Interior: The interior of both the Gas and Hybrid versions feature the same quality of materials and the same level of comfort, functionality, and technology, including a USB and iPod ports. Other than the instrumentation displays and the powertrain, there’s seemingly no difference in these two vehicles inside or out.
Visibility is excellent from the driver’s seat, and thanks to the low beltline, from the rear seats as well. Honda’s LaneWatch camera system — standard on all trim levels — displays the image of the driver’s right-side blind spot when the right turn signal is activated.
Under The Hood: There are two engine choices and three new transmissions offered in gas-powered versions of the 2014 Accord. The base is a 2.4-liter 4-cylinder that delivers a healthy 185 horses (189 in the Sport version), and was the powerplant in our test version. The optional engine is a 3.5-liter V6 that harnesses 278 horses. In the sedan, 4-cylinder engines are linked to a 6-speed manual or Continuously Variable (CVT) automatic, and V6 engines are connected to a 6-speed auto.

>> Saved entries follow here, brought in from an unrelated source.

// SPDX-License-Identifier: AGPL-3.0-or-later
// SPDX-FileCopyrightText: 2025 Jonathan D.A. Jewell
//! Dependency resolution for schema and view collections
//!
//! Two layers live here:
//!
//! - [`find_missing_dependencies`] and [`topological_order`] are permissive:
//!   they never fail, skip unknown names and do not detect cycles.
//! - [`DependencyResolver`] is strict: unknown names, incomplete selections
//!   and cycles are reported as [`ResolveError`]s.

use crate::types::{ConfigEntry, MissingDependency};
use std::collections::{HashMap, HashSet};
use thiserror::Error;

/// Errors produced by the strict resolver
#[derive(Debug, Clone, PartialEq, Eq, Error)]
pub enum ResolveError {
    /// A selected name has no entry in the collection
    #[error("Unknown entry: {0}")]
    UnknownEntry(String),

    /// An entry declares a dependency on a name absent from the collection
    #[error("{entry} depends on unknown entry {dependency}")]
    UnknownDependency {
        /// Entry declaring the dependency
        entry: String,
        /// The name that could not be found
        dependency: String,
    },

    /// Selected entries depend on entries that were not selected
    #[error("Missing dependencies: {}", format_missing(.0))]
    MissingDependencies(Vec<MissingDependency>),

    /// The selected entries depend on each other in a loop
    #[error("Cyclic dependency: {}", .path.join(" -> "))]
    Cycle {
        /// Names along the cycle; the first name is repeated at the end
        path: Vec<String>,
    },
}

fn format_missing(missing: &[MissingDependency]) -> String {
    missing
        .iter()
        .map(ToString::to_string)
        .collect::<Vec<_>>()
        .join("; ")
}

/// Index entries by name, keeping the first occurrence of duplicates
fn index_by_name(collection: &[ConfigEntry]) -> HashMap<&str, &ConfigEntry> {
    let mut index = HashMap::with_capacity(collection.len());
    for entry in collection {
        index.entry(entry.name.as_str()).or_insert(entry);
    }
    index
}

// =============================================================================
// Permissive operations
// =============================================================================

/// List selected entries whose declared dependencies are not all selected.
///
/// Records come out in selection order and keep the declaration order of
/// the missing names. Selected names without an entry are skipped.
#[must_use]
pub fn find_missing_dependencies<S: AsRef<str>>(
    collection: &[ConfigEntry],
    selection: &[S],
) -> Vec<MissingDependency> {
    let index = index_by_name(collection);
    let selected: HashSet<&str> = selection.iter().map(AsRef::as_ref).collect();

    selection
        .iter()
        .filter_map(|name| {
            let entry = index.get(name.as_ref())?;
            let missing: Vec<String> = entry
                .dependencies
                .iter()
                .filter(|dep| !selected.contains(dep.as_str()))
                .cloned()
                .collect();

            if missing.is_empty() {
                None
            } else {
                Some(MissingDependency {
                    schema: name.as_ref().to_string(),
                    dependencies: missing,
                })
            }
        })
        .collect()
}

/// Order `selection` so each entry follows its selected dependencies.
///
/// Depth-first post-order driven by the selection order. A name is marked
/// visited before its dependencies are walked, so a cycle terminates and
/// yields some permutation instead of an error.
#[must_use]
pub fn topological_order<'a, S: AsRef<str>>(
    collection: &'a [ConfigEntry],
    selection: &'a [S],
) -> Vec<String> {
    let index = index_by_name(collection);
    let selected: HashSet<&str> = selection.iter().map(AsRef::as_ref).collect();
    let mut visited: HashSet<&'a str> = HashSet::with_capacity(selection.len());
    let mut ordered = Vec::with_capacity(selection.len());

    for name in selection {
        visit_permissive(name.as_ref(), &index, &selected, &mut visited, &mut ordered);
    }

    ordered
}

fn visit_permissive<'a>(
    name: &'a str,
    index: &HashMap<&'a str, &'a ConfigEntry>,
    selected: &HashSet<&str>,
    visited: &mut HashSet<&'a str>,
    ordered: &mut Vec<String>,
) {
    if !visited.insert(name) {
        return;
    }

    if let Some(&entry) = index.get(name) {
        for dep in &entry.dependencies {
            if selected.contains(dep.as_str()) {
                visit_permissive(dep, index, selected, visited, ordered);
            }
        }
    }

    ordered.push(name.to_string());
}

// =============================================================================
// Strict resolver
// =============================================================================

#[derive(Debug, Clone, Copy, PartialEq, Eq)]
enum Mark {
    InProgress,
    Done,
}

/// Strict resolver over one collection
///
/// Builds a name index once; every lookup afterwards is O(1).
pub struct DependencyResolver<'a> {
    entries: &'a [ConfigEntry],
    index: HashMap<&'a str, &'a ConfigEntry>,
}

impl<'a> DependencyResolver<'a> {
    /// Index a collection for resolution
    #[must_use]
    pub fn new(entries: &'a [ConfigEntry]) -> Self {
        Self {
            entries,
            index: index_by_name(entries),
        }
    }

    /// Look up an entry by name
    #[must_use]
    pub fn get(&self, name: &str) -> Option<&'a ConfigEntry> {
        self.index.get(name).copied()
    }

    /// Names of every entry, in collection order
    #[must_use]
    pub fn names(&self) -> Vec<&'a str> {
        self.entries.iter().map(|e| e.name.as_str()).collect()
    }

    /// Check that every selected name exists, that every dependency of a
    /// selected entry exists, and that the selection is closed under
    /// dependencies.
    pub fn validate<S: AsRef<str>>(&self, selection: &[S]) -> Result<(), ResolveError> {
        for name in selection {
            let name = name.as_ref();
            let entry = self
                .get(name)
                .ok_or_else(|| ResolveError::UnknownEntry(name.to_string()))?;

            if let Some(dep) = entry
                .dependencies
                .iter()
                .find(|d| !self.index.contains_key(d.as_str()))
            {
                return Err(ResolveError::UnknownDependency {
                    entry: entry.name.clone(),
                    dependency: dep.clone(),
                });
            }
        }

        let missing = find_missing_dependencies(self.entries, selection);
        if missing.is_empty() {
            Ok(())
        } else {
            Err(ResolveError::MissingDependencies(missing))
        }
    }

    /// Validate `selection` and order it, failing on cycles.
    ///
    /// For acyclic input the result equals [`topological_order`].
    pub fn resolve<S: AsRef<str>>(&self, selection: &[S]) -> Result<Vec<String>, ResolveError> {
        self.validate(selection)?;

        let selected: HashSet<&str> = selection.iter().map(AsRef::as_ref).collect();
        let mut marks: HashMap<&'a str, Mark> = HashMap::with_capacity(selection.len());
        let mut stack: Vec<&'a str> = Vec::new();
        let mut ordered = Vec::with_capacity(selection.len());

        for name in selection {
            // validate() guarantees the key exists
            if let Some((&key, _)) = self.index.get_key_value(name.as_ref()) {
                self.visit(key, &selected, &mut marks, &mut stack, &mut ordered)?;
            }
        }

        tracing::debug!("Resolved order: {}", ordered.join(", "));
        Ok(ordered)
    }

    /// Resolve every entry of the collection
    pub fn resolve_all(&self) -> Result<Vec<String>, ResolveError> {
        self.resolve(&self.names())
    }

    fn visit(
        &self,
        name: &'a str,
        selected: &HashSet<&str>,
        marks: &mut HashMap<&'a str, Mark>,
        stack: &mut Vec<&'a str>,
        ordered: &mut Vec<String>,
    ) -> Result<(), ResolveError> {
        match marks.get(name) {
            Some(Mark::Done) => return Ok(()),
            Some(Mark::InProgress) => {
                let start = stack.iter().position(|n| *n == name).unwrap_or(0);
                let mut path: Vec<String> =
                    stack[start..].iter().map(|n| (*n).to_string()).collect();
                path.push(name.to_string());
                return Err(ResolveError::Cycle { path });
            }
            None => {}
        }

        marks.insert(name, Mark::InProgress);
        stack.push(name);

        if let Some(&entry) = self.index.get(name) {
            for dep in &entry.dependencies {
                if selected.contains(dep.as_str()) {
                    self.visit(dep, selected, marks, stack, ordered)?;
                }
            }
        }

        stack.pop();
        marks.insert(name, Mark::Done);
        ordered.push(name.to_string());
        Ok(())
    }
}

Both our test vehicles were equipped with the CVT.
The Accord Hybrid utilizes a 2.0-liter 4-cylinder, dual-overhead cam, Atkinson cycle, i-VTEC gas engine rated at 141 horses with 122 lb-ft of torque married to a pair of electric motors. The combination delivers 196 horses and 226 lb-ft of torque to the Accord Hybrid. Honda’s CVT replaces a traditional transmission by using the electric motor to send power to the front wheels during both city driving and highway cruising.
Behind The Wheel: The difference between the performance of the two Accords is in the eye of the beholder. Ride quality, comfort and quietness in general is pretty pleasing for either Accord, with improved noise reduction over previous models.
Steering in either offer little in the way of feedback and is about as numb as anything else in this class — except perhaps the Fusion. The Accord Hybrid’s regenerative brakes have a nice, solid feel, and lack the jerkiness found in some other hybrid systems.
The Accord’s various powertrains offer different driving experiences, but most buyers will gravitate toward 4-bangers with automatic transmissions. The 4-cylinder gas version has good power for acceleration and passing, yet according to EPA figures, is still rated at a highly respectable 36 mpg/highway. The clue you’re driving the hybrid occurs when strong power is suddenly needed, and you experience that lethargic rate of acceleration hybrids are known for. However, unless you have to put the pedal to the metal, everyday cruising feels pretty much the same in either Accord. The transitions from gasoline to electric are smooth, and the Accord is noticeably quiet when running on electricity alone.
EPA ratings for the 2014 Accord Hybrid are 45/city, 50/highway, with a combined rating of 47 mpg. The gas version is 27/city, 36/highway for a combined 30. We found those numbers pretty spot-on. If you lighten up on your right foot you can exceed them.
Whines: I’m not a fan of CVTs in general – not just Honda’s. Under hard acceleration, to me at least, they sound and feel ‘60s-era cars with slipping automatics.
Bottom Line: Either Accord is pretty good. Personally, I’d opt for the hybrid. It utilizes some advanced technology to become what I believe hybrids should have always been — ultra-economical versions of mainstream vehicles so similar in feel and driving dynamics that except for increased fuel economy, most consumers wouldn’t notice the difference.
In the entire week we drove it, we didn’t have to buy gas and returned it with over half a tank left. The combination of its on-road feel and outstanding mileage make it a more than serious contender for the Toyota Prius, Chevy Volt, and Ford Fusion Hybrid, among numerous others.